> **Source information**

--

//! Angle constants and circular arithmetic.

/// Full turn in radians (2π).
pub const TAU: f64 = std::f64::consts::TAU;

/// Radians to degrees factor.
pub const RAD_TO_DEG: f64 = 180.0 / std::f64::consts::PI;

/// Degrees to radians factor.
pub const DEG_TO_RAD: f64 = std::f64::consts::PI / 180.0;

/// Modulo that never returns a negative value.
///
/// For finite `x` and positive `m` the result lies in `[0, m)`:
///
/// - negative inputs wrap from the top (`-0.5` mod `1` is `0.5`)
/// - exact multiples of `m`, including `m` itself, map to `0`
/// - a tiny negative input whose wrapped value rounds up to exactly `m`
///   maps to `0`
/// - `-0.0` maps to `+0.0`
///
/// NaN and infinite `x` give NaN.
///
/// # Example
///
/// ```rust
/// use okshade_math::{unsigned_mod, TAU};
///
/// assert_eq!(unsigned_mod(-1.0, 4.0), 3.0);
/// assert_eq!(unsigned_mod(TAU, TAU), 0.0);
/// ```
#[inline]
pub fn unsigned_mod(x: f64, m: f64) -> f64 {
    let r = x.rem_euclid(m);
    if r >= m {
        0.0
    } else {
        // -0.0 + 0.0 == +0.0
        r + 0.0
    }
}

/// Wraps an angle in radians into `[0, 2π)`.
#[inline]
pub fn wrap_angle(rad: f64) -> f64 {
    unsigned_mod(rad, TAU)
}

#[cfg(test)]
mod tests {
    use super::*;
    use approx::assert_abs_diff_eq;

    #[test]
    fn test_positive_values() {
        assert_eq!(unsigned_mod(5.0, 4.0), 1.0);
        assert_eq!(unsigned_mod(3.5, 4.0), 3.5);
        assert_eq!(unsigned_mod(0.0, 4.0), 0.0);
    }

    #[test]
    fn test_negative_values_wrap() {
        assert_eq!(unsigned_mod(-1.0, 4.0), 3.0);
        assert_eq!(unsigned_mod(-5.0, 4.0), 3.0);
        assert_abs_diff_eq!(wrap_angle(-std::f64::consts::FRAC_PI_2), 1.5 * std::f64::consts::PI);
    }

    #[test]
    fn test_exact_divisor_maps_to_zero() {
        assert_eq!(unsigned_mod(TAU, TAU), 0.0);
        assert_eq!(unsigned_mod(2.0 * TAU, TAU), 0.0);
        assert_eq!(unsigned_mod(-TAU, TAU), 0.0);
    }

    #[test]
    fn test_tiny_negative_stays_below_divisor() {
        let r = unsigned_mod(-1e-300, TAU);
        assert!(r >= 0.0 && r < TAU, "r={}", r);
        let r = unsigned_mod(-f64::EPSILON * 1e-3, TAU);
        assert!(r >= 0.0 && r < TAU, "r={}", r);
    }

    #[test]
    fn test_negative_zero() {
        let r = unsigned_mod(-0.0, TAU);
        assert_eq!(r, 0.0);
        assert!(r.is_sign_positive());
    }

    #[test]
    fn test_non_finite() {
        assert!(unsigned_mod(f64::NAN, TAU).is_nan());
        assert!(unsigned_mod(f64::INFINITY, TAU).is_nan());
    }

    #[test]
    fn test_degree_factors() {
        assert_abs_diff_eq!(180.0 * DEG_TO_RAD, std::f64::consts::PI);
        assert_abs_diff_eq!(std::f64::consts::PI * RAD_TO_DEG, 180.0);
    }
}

--

> **Exercise objective**
Only lines that contain "consts" are needed, so copy each of them from the data.

> **Solved problem**
pub const TAU: f64 = std::f64::consts::TAU;
pub const RAD_TO_DEG: f64 = 180.0 / std::f64::consts::PI;
pub const DEG_TO_RAD: f64 = std::f64::consts::PI / 180.0;
        assert_abs_diff_eq!(wrap_angle(-std::f64::consts::FRAC_PI_2), 1.5 * std::f64::consts::PI);
        assert_abs_diff_eq!(180.0 * DEG_TO_RAD, std::f64::consts::PI);
        assert_abs_diff_eq!(std::f64::consts::PI * RAD_TO_DEG, 180.0);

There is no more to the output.